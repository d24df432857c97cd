//! AI tool pages. The models run server-side; the client shows placeholders.

use dioxus::prelude::*;
use megilance_core::AlertSeverity;
use megilance_ui::{Alert, PlaceholderPage};

#[component]
fn AiToolPage(title: String, description: String) -> Element {
    rsx! {
        div { class: "page",
            Alert { severity: AlertSeverity::Info, title: "Beta".to_string(),
                "AI tools need a connection to the MegiLance service."
            }
            PlaceholderPage { title, description }
        }
    }
}

#[component]
pub fn FraudCheck() -> Element {
    rsx! {
        AiToolPage {
            title: "Fraud Check".to_string(),
            description: "Screen a user or payment for known fraud patterns.".to_string(),
        }
    }
}

#[component]
pub fn PriceEstimator() -> Element {
    rsx! {
        AiToolPage {
            title: "Price Estimator".to_string(),
            description: "Estimate a fair budget from the job description and skills.".to_string(),
        }
    }
}

#[component]
pub fn SentimentAnalysis() -> Element {
    rsx! {
        AiToolPage {
            title: "Sentiment Analysis".to_string(),
            description: "Score review text from negative to positive.".to_string(),
        }
    }
}
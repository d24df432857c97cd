//! MegiLance client core.
//!
//! Framework-free state and rules behind the MegiLance desktop client:
//! the theme store, the per-component style table, presentational
//! primitives, widget state machines, the toast queue, and the role portal
//! route table. The Dioxus components in `megilance-ui` render these.
//!
//! ## Quick Start
//!
//! ```ignore
//! use megilance_core::{storage, ClassSet, Component, SystemPreference, ThemeStore};
//!
//! let storage = storage::open_or_memory("/tmp/megilance/client.redb");
//! let store = ThemeStore::new(storage);
//! let theme = store.hydrate(SystemPreference::from_env());
//!
//! let classes = ClassSet::themed(Component::Badge, theme).variant("badge--success");
//! assert_eq!(classes.to_string(), "badge badge--light badge--success");
//! ```

pub mod config;
pub mod error;
pub mod export;
pub mod fixtures;
pub mod flags;
pub mod logging;
pub mod portal;
pub mod primitives;
pub mod storage;
pub mod style;
pub mod theme;
pub mod toast;
pub mod widgets;

// Re-exports
pub use config::{default_data_dir, AnnouncementConfig, ClientConfig};
pub use error::{Result, UiError};
pub use portal::{PortalRole, Section, ShellKind};
pub use primitives::{
    AlertSeverity, BadgeVariant, GaugeGeometry, Initials, LoaderSize, LoaderVariant,
    PaymentStatus, Percent, Sentiment, TooltipPosition,
};
pub use storage::{ClientStorage, MemoryStorage, RedbStorage, SharedStorage};
pub use style::{ClassSet, Component, StyleEntry};
pub use theme::{SystemPreference, Theme, ThemeState, ThemeStore};
pub use toast::{Toast, ToastId, ToastQueue, ToastRequest, ToastVariant};
//! Global stylesheet and palettes.

mod colors;
mod styles;

pub use colors::palette_css;
pub use styles::GLOBAL_STYLES;
//! Transient notification queue.
//!
//! Page shells raise toasts (`{title, description, variant, duration}`); the
//! shell renders the newest first and drops each one when its duration runs
//! out or the user dismisses it.

use std::time::Duration;

use chrono::{DateTime, Utc};
use serde::{Deserialize, Serialize};

/// Most toasts kept on screen at once; older ones are dropped.
pub const MAX_TOASTS: usize = 6;

/// Lifetime used when a request does not specify one.
pub const DEFAULT_TOAST_DURATION: Duration = Duration::from_millis(4000);

#[derive(Clone, Copy, PartialEq, Eq, Debug, Default, Serialize, Deserialize)]
#[serde(rename_all = "lowercase")]
pub enum ToastVariant {
    #[default]
    Info,
    Success,
    Warning,
    Error,
}

impl ToastVariant {
    pub fn class(&self) -> &'static str {
        match self {
            ToastVariant::Info => "toast--info",
            ToastVariant::Success => "toast--success",
            ToastVariant::Warning => "toast--warning",
            ToastVariant::Error => "toast--error",
        }
    }
}

/// Monotonic toast identifier, unique within one queue.
#[derive(Clone, Copy, PartialEq, Eq, Hash, Debug, PartialOrd, Ord)]
pub struct ToastId(u64);

impl std::fmt::Display for ToastId {
    fn fmt(&self, f: &mut std::fmt::Formatter<'_>) -> std::fmt::Result {
        write!(f, "toast-{}", self.0)
    }
}

/// What a caller asks to show.
#[derive(Clone, PartialEq, Debug, Default)]
pub struct ToastRequest {
    pub title: Option<String>,
    pub description: Option<String>,
    pub variant: ToastVariant,
    /// `None` uses [`DEFAULT_TOAST_DURATION`]; zero means "until dismissed".
    pub duration: Option<Duration>,
}

impl ToastRequest {
    pub fn new(title: impl Into<String>) -> Self {
        Self {
            title: Some(title.into()),
            ..Default::default()
        }
    }

    pub fn description(mut self, description: impl Into<String>) -> Self {
        self.description = Some(description.into());
        self
    }

    pub fn variant(mut self, variant: ToastVariant) -> Self {
        self.variant = variant;
        self
    }

    pub fn duration(mut self, duration: Duration) -> Self {
        self.duration = Some(duration);
        self
    }
}

/// A toast currently in the queue.
#[derive(Clone, PartialEq, Debug)]
pub struct Toast {
    pub id: ToastId,
    pub title: Option<String>,
    pub description: Option<String>,
    pub variant: ToastVariant,
    pub duration: Duration,
    /// `None` for sticky toasts.
    pub expires_at: Option<DateTime<Utc>>,
}

/// Newest-first list of live toasts.
#[derive(Clone, Debug, Default)]
pub struct ToastQueue {
    items: Vec<Toast>,
    next_id: u64,
}

impl ToastQueue {
    pub fn new() -> Self {
        Self::default()
    }

    /// Enqueue a toast created at `now`. Returns its id.
    pub fn notify_at(&mut self, request: ToastRequest, now: DateTime<Utc>) -> ToastId {
        self.next_id += 1;
        let id = ToastId(self.next_id);
        let duration = request.duration.unwrap_or(DEFAULT_TOAST_DURATION);
        let expires_at = if duration.is_zero() {
            None
        } else {
            chrono::Duration::from_std(duration).ok().map(|d| now + d)
        };

        self.items.insert(
            0,
            Toast {
                id,
                title: request.title,
                description: request.description,
                variant: request.variant,
                duration,
                expires_at,
            },
        );
        self.items.truncate(MAX_TOASTS);
        tracing::debug!(%id, variant = ?request.variant, "toast queued");
        id
    }

    pub fn notify(&mut self, request: ToastRequest) -> ToastId {
        self.notify_at(request, Utc::now())
    }

    /// Remove one toast. Unknown ids are ignored.
    pub fn dismiss(&mut self, id: ToastId) -> bool {
        let before = self.items.len();
        self.items.retain(|t| t.id != id);
        self.items.len() != before
    }

    /// Drop every toast whose deadline is at or before `now`.
    pub fn expire(&mut self, now: DateTime<Utc>) -> usize {
        let before = self.items.len();
        self.items
            .retain(|t| t.expires_at.map_or(true, |deadline| deadline > now));
        before - self.items.len()
    }

    /// Whether [`ToastQueue::expire`] at `now` would remove anything.
    pub fn has_due(&self, now: DateTime<Utc>) -> bool {
        self.items
            .iter()
            .any(|t| t.expires_at.is_some_and(|deadline| deadline <= now))
    }

    pub fn items(&self) -> &[Toast] {
        &self.items
    }

    pub fn len(&self) -> usize {
        self.items.len()
    }

    pub fn is_empty(&self) -> bool {
        self.items.is_empty()
    }
}
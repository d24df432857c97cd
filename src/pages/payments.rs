use dioxus::prelude::*;
use megilance_core::fixtures::transactions;
use megilance_core::{AlertSeverity, PaymentStatus, PortalRole};
use megilance_ui::{Alert, PaymentBadge};

#[component]
pub fn Payments(role: PortalRole) -> Element {
    let rows = transactions();
    let failed = rows.iter().filter(|tx| tx.status == PaymentStatus::Failed).count();
    let mut alert_open = use_signal(|| true);

    rsx! {
        div { class: "page",
            h1 { class: "page__title", "Payments" }
            if failed > 0 && alert_open() {
                Alert {
                    severity: AlertSeverity::Danger,
                    title: "Payment failed".to_string(),
                    on_close: move |_| alert_open.set(false),
                    if role == PortalRole::Admin {
                        "{failed} transaction(s) need review."
                    } else {
                        "{failed} transaction(s) could not be completed. Update your payment method."
                    }
                }
            }
            table { class: "table",
                thead {
                    tr {
                        th { "Transaction" }
                        th { "Description" }
                        th { "Amount" }
                        th { "Date" }
                        th { "Status" }
                    }
                }
                tbody {
                    for tx in rows {
                        tr { key: "{tx.id}",
                            td { "{tx.id}" }
                            td { "{tx.description}" }
                            td { "{tx.amount}" }
                            td { "{tx.date}" }
                            td { PaymentBadge { status: tx.status } }
                        }
                    }
                }
            }
        }
    }
}
//! Color palettes for the two themes.
//!
//! Emitted as CSS custom properties (`--light-*`, `--dark-*`) so the
//! per-component overlay classes in `styles.rs` can pick from either set.

use megilance_core::Theme;

pub struct Palette {
    pub background: &'static str,
    pub surface: &'static str,
    pub surface_raised: &'static str,
    pub border: &'static str,
    pub text: &'static str,
    pub text_muted: &'static str,
    pub primary: &'static str,
    pub primary_text: &'static str,
    pub success: &'static str,
    pub warning: &'static str,
    pub danger: &'static str,
    pub info: &'static str,
    pub overlay: &'static str,
}

pub const LIGHT: Palette = Palette {
    background: "#f7f8fc",
    surface: "#ffffff",
    surface_raised: "#f1f3f9",
    border: "#dde1ec",
    text: "#1a1d29",
    text_muted: "#5b6275",
    primary: "#4573df",
    primary_text: "#ffffff",
    success: "#27ae60",
    warning: "#f2994a",
    danger: "#e81123",
    info: "#2d9cdb",
    overlay: "rgba(26, 29, 41, 0.45)",
};

pub const DARK: Palette = Palette {
    background: "#0f121b",
    surface: "#171b27",
    surface_raised: "#1f2433",
    border: "#2c3245",
    text: "#eef1f8",
    text_muted: "#9aa3b8",
    primary: "#6d94ff",
    primary_text: "#0f121b",
    success: "#4cd787",
    warning: "#ffb36b",
    danger: "#ff5c6c",
    info: "#5cc2ff",
    overlay: "rgba(0, 0, 0, 0.6)",
};

impl Palette {
    pub fn for_theme(theme: Theme) -> &'static Palette {
        match theme {
            Theme::Light => &LIGHT,
            Theme::Dark => &DARK,
        }
    }

    fn entries(&self) -> [(&'static str, &'static str); 13] {
        [
            ("background", self.background),
            ("surface", self.surface),
            ("surface-raised", self.surface_raised),
            ("border", self.border),
            ("text", self.text),
            ("text-muted", self.text_muted),
            ("primary", self.primary),
            ("primary-text", self.primary_text),
            ("success", self.success),
            ("warning", self.warning),
            ("danger", self.danger),
            ("info", self.info),
            ("overlay", self.overlay),
        ]
    }
}

/// `:root { --light-surface: ...; --dark-surface: ...; }`
pub fn palette_css() -> String {
    let mut css = String::from(":root {\n");
    for theme in [Theme::Light, Theme::Dark] {
        for (name, value) in Palette::for_theme(theme).entries() {
            css.push_str(&format!("  --{}-{}: {};\n", theme.as_str(), name, value));
        }
    }
    css.push_str("}\n");
    css
}

#[cfg(test)]
mod tests {
    use super::*;

    #[test]
    fn variables_for_both_themes() {
        let css = palette_css();
        assert!(css.contains("--light-surface: #ffffff;"));
        assert!(css.contains("--dark-surface: #171b27;"));
        assert_eq!(css.matches("--light-").count(), css.matches("--dark-").count());
    }
}
//! Tab strip selection with roving keyboard focus.

#[derive(Clone, Copy, PartialEq, Eq, Debug)]
pub enum TabKey {
    ArrowLeft,
    ArrowRight,
    Home,
    End,
}

/// Selected index among `count` tabs.
#[derive(Clone, Copy, PartialEq, Eq, Debug)]
pub struct TabsState {
    selected: usize,
    count: usize,
}

impl TabsState {
    /// `default_index` is clamped into range.
    pub fn new(count: usize, default_index: usize) -> Self {
        Self {
            selected: default_index.min(count.saturating_sub(1)),
            count,
        }
    }

    pub fn selected(&self) -> usize {
        self.selected
    }

    pub fn count(&self) -> usize {
        self.count
    }

    pub fn select(&mut self, index: usize) {
        if index < self.count {
            self.selected = index;
        }
    }

    /// Arrow keys wrap around. Returns the new index if it changed.
    pub fn handle_key(&mut self, key: TabKey) -> Option<usize> {
        if self.count == 0 {
            return None;
        }
        let next = match key {
            TabKey::ArrowRight => (self.selected + 1) % self.count,
            TabKey::ArrowLeft => (self.selected + self.count - 1) % self.count,
            TabKey::Home => 0,
            TabKey::End => self.count - 1,
        };
        if next == self.selected {
            None
        } else {
            self.selected = next;
            Some(next)
        }
    }
}

#[cfg(test)]
mod tests {
    use super::*;

    #[test]
    fn arrows_wrap() {
        let mut tabs = TabsState::new(3, 0);
        assert_eq!(tabs.handle_key(TabKey::ArrowLeft), Some(2));
        assert_eq!(tabs.handle_key(TabKey::ArrowRight), Some(0));
    }

    #[test]
    fn home_end() {
        let mut tabs = TabsState::new(4, 1);
        assert_eq!(tabs.handle_key(TabKey::End), Some(3));
        assert_eq!(tabs.handle_key(TabKey::End), None);
        assert_eq!(tabs.handle_key(TabKey::Home), Some(0));
    }

    #[test]
    fn empty_strip_ignores_keys() {
        let mut tabs = TabsState::new(0, 5);
        assert_eq!(tabs.selected(), 0);
        assert_eq!(tabs.handle_key(TabKey::ArrowRight), None);
    }

    #[test]
    fn default_index_is_clamped() {
        assert_eq!(TabsState::new(2, 9).selected(), 1);
    }

    #[test]
    fn select_out_of_range_is_ignored() {
        let mut tabs = TabsState::new(2, 0);
        tabs.select(5);
        assert_eq!(tabs.selected(), 0);
        tabs.select(1);
        assert_eq!(tabs.selected(), 1);
    }
}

---

§ **TASK OBJECTIVE**
Lines containing the word "transactions" are to be located in the entries and copied.

§ **EXPECTED ANSWER**
use megilance_core::fixtures::transactions;
    let rows = transactions();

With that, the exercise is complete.